İrfan Paksoy
İstanbul’un işgâline giden süreç-3
GENEL
Geçmişi bilmeden bugüne dair sağlıklı kararlar almak mümkün olmadığı gibi geleceğe dair sağlıklı öngörülerde bulunmak da mümkün olmayacaktır. 105 yıl önce 16 Mart 1920 tarihinde Osmanlı İmparatorluğu’nun başkenti İstanbul, İtilaf Devletleri tarafından işgâl edilmişti. Bugünkü makalem ise altı bölümden ibaret makale dizisinin üçüncü bölümü olacak.
SİVAS’TA MİLLÎ BİR KONGRE…
Erzurum Kongresi’ni (23.07-07.08.1919) tâkiben çeşitli vilâyet temsilcilerinin katılımıyla gerçekleşen Sivas Kongresi’nde (04-11.1919), Erzurum’da alınan kararlar, burada da aynen kabul edilir.

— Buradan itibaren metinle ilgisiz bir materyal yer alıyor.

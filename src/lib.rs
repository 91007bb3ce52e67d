//! onyx-harvest: documentation crawler, repository harvester and corpus search
//!
//! This crate crawls the documentation site of the Onyx language, walks
//! source repositories on a code-hosting API, normalizes both into flat JSON
//! corpora and answers keyword queries across them.

pub mod analysis;
pub mod config;
pub mod crawler;
pub mod github;
pub mod output;
pub mod search;
pub mod state;
pub mod storage;
pub mod types;
pub mod url;

use thiserror::Error;

/// Main error type for onyx-harvest operations
#[derive(Debug, Error)]
pub enum HarvestError {
    #[error("HTTP client error: {0}")]
    Reqwest(#[from] reqwest::Error),

    #[error("URL error: {0}")]
    UrlError(#[from] UrlError),

    #[error("Storage error: {0}")]
    Storage(#[from] storage::StorageError),

    #[error("Invalid crawl state transition: {from:?} -> {to:?}")]
    InvalidTransition {
        from: state::CrawlState,
        to: state::CrawlState,
    },
}

/// Configuration-specific errors
#[derive(Debug, Error)]
pub enum ConfigError {
    #[error("Failed to read config file: {0}")]
    Io(#[from] std::io::Error),

    #[error("Failed to parse TOML: {0}")]
    Parse(#[from] toml::de::Error),

    #[error("Validation error: {0}")]
    Validation(String),

    #[error("Invalid URL in config: {0}")]
    InvalidUrl(String),
}

/// URL-specific errors
#[derive(Debug, Error, PartialEq, Eq)]
pub enum UrlError {
    #[error("Failed to parse URL: {0}")]
    Parse(String),

    #[error("Invalid URL scheme: {0}")]
    InvalidScheme(String),

    #[error("Missing host in URL")]
    MissingHost,
}

/// Result type alias for onyx-harvest operations
pub type Result<T> = std::result::Result<T, HarvestError>;

/// Result type alias for configuration operations
pub type ConfigResult<T> = std::result::Result<T, ConfigError>;

/// Result type alias for URL operations
pub type UrlResult<T> = std::result::Result<T, UrlError>;

// Re-export commonly used types
pub use config::Config;
pub use crawler::{CrawlReport, DocCrawler};
pub use github::{HarvestReport, RepositoryWalker};
pub use search::{SearchEngine, SearchSource};
pub use state::CrawlState;
pub use url::{normalize_url, LinkDecision, ScopePolicy};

Sivas Kongresi’nin önemi, Erzurum’da sadece Anadolu’nun Kuzey ve Doğu Bölgeleri temsilcileri tarafından alınan kararların vatanın tamamı için hukuken geçerli hâle getirilmiş olmasıdır. Ayrıca Mütâreke’den sonra ülkenin ve milletin kurtuluş ve esenliğine yönelik olarak kurulmuş dernekler Anadolu ve Rumeli Müdafaa-i Hukuk Cemiyeti (AvRMHC) adıyla birleştirilir. Bu kongrede de başkanlığına Mustafa Kemâl’in seçildiği Temsil Heyeti artık millî direniş hareketinin yürütme (icra) organı hâline gelir.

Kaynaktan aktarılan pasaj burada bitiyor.